:: About this task ::
Every entry must appear in the answer exactly as written.

:: Exercise material ::
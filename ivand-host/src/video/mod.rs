//! Presentation pipeline: guest framebuffer -> displayable RGBA.
//!
//! The guest renders 96x64 at 2 bytes per pixel; the display wants 4 bytes
//! per pixel. `render` converts the whole frame into one reusable host-owned
//! buffer and hands it to the display surface in a single blit.
//!
//! This conversion is the dominant per-frame cost in the system (the
//! framebuffer is tiny, but it runs at refresh rate), so the scan stays
//! linear with no per-pixel allocation and no branches inside the loop.

use crate::abi::{FB_HEIGHT, FB_LEN, FB_WIDTH};

/// Bytes in the converted RGBA frame.
pub const RGBA_LEN: usize = FB_WIDTH * FB_HEIGHT * 4;

/// The drawable surface: the out-of-scope platform collaborator.
///
/// `present` receives one full `96*64*4`-byte RGBA frame per call and blits
/// it in a single operation. How the surface scales the 96x64 frame up for
/// the screen is its own business.
pub trait DisplaySurface {
    fn present(&mut self, rgba: &[u8]);
}

#[derive(Debug, thiserror::Error)]
pub enum VideoError {
    #[error("framebuffer must be exactly {FB_LEN} bytes, got {0}")]
    BadLength(usize),
}

/// Owns the reusable display buffer and the surface it blits to.
pub struct VideoOut<S> {
    surface: S,
    pixels: Vec<u8>,
}

impl<S: DisplaySurface> VideoOut<S> {
    /// Attach to a surface and allocate the RGBA buffer once.
    pub fn setup(surface: S) -> Self {
        Self {
            surface,
            pixels: vec![0; RGBA_LEN],
        }
    }

    /// Convert one guest frame and blit it.
    ///
    /// `src` must be exactly `96*64*2` bytes, straight out of guest memory.
    /// The guest's format packs luma in the top 5 bits of each pixel's low
    /// byte; the low bits are masked off and the value bit-replicated so it
    /// spans the full 0..=255 range. The game is grayscale, so the one
    /// channel feeds R, G and B alike (no RGB565 channel decode) with alpha
    /// forced opaque. The entire buffer is overwritten every call.
    pub fn render(&mut self, src: &[u8]) -> Result<(), VideoError> {
        if src.len() != FB_LEN {
            return Err(VideoError::BadLength(src.len()));
        }

        for (px, out) in src.chunks_exact(2).zip(self.pixels.chunks_exact_mut(4)) {
            let mut luma = px[0] & 0xf8;
            luma |= luma >> 5;
            out[0] = luma;
            out[1] = luma;
            out[2] = luma;
            out[3] = 0xff;
        }

        self.surface.present(&self.pixels);
        Ok(())
    }

    /// The current contents of the display buffer.
    pub fn pixels(&self) -> &[u8] {
        &self.pixels
    }
}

:: Solution below ::
filename ivand-host/src/video/mod.rs
//! Presentation pipeline: guest framebuffer -> displayable RGBA.
//!
//! The guest renders 96x64 at 2 bytes per pixel; the display wants 4 bytes
//! per pixel. `render` converts the whole frame into one reusable host-owned
//! buffer and hands it to the display surface in a single blit.
//!
//! This conversion is the dominant per-frame cost in the system (the
//! framebuffer is tiny, but it runs at refresh rate), so the scan stays
//! linear with no per-pixel allocation and no branches inside the loop.

use crate::abi::{FB_HEIGHT, FB_LEN, FB_WIDTH};

/// Bytes in the converted RGBA frame.
pub const RGBA_LEN: usize = FB_WIDTH * FB_HEIGHT * 4;

/// The drawable surface: the out-of-scope platform collaborator.
///
/// `present` receives one full `96*64*4`-byte RGBA frame per call and blits
/// it in a single operation. How the surface scales the 96x64 frame up for
/// the screen is its own business.
pub trait DisplaySurface {
    fn present(&mut self, rgba: &[u8]);
}

#[derive(Debug, thiserror::Error)]
pub enum VideoError {
    #[error("framebuffer must be exactly {FB_LEN} bytes, got {0}")]
    BadLength(usize),
}

/// Owns the reusable display buffer and the surface it blits to.
pub struct VideoOut<S> {
    surface: S,
    pixels: Vec<u8>,
}

impl<S: DisplaySurface> VideoOut<S> {
    /// Attach to a surface and allocate the RGBA buffer once.
    pub fn setup(surface: S) -> Self {
        Self {
            surface,
            pixels: vec![0; RGBA_LEN],
        }
    }

    /// Convert one guest frame and blit it.
    ///
    /// `src` must be exactly `96*64*2` bytes, straight out of guest memory.
    /// The guest's format packs luma in the top 5 bits of each pixel's low
    /// byte; the low bits are masked off and the value bit-replicated so it
    /// spans the full 0..=255 range. The game is grayscale, so the one
    /// channel feeds R, G and B alike (no RGB565 channel decode) with alpha
    /// forced opaque. The entire buffer is overwritten every call.
    pub fn render(&mut self, src: &[u8]) -> Result<(), VideoError> {
        if src.len() != FB_LEN {
            return Err(VideoError::BadLength(src.len()));
        }

        for (px, out) in src.chunks_exact(2).zip(self.pixels.chunks_exact_mut(4)) {
            let mut luma = px[0] & 0xf8;
            luma |= luma >> 5;
            out[0] = luma;
            out[1] = luma;
            out[2] = luma;
            out[3] = 0xff;
        }

        self.surface.present(&self.pixels);
        Ok(())
    }

    /// The current contents of the display buffer.
    pub fn pixels(&self) -> &[u8] {
        &self.pixels
    }
}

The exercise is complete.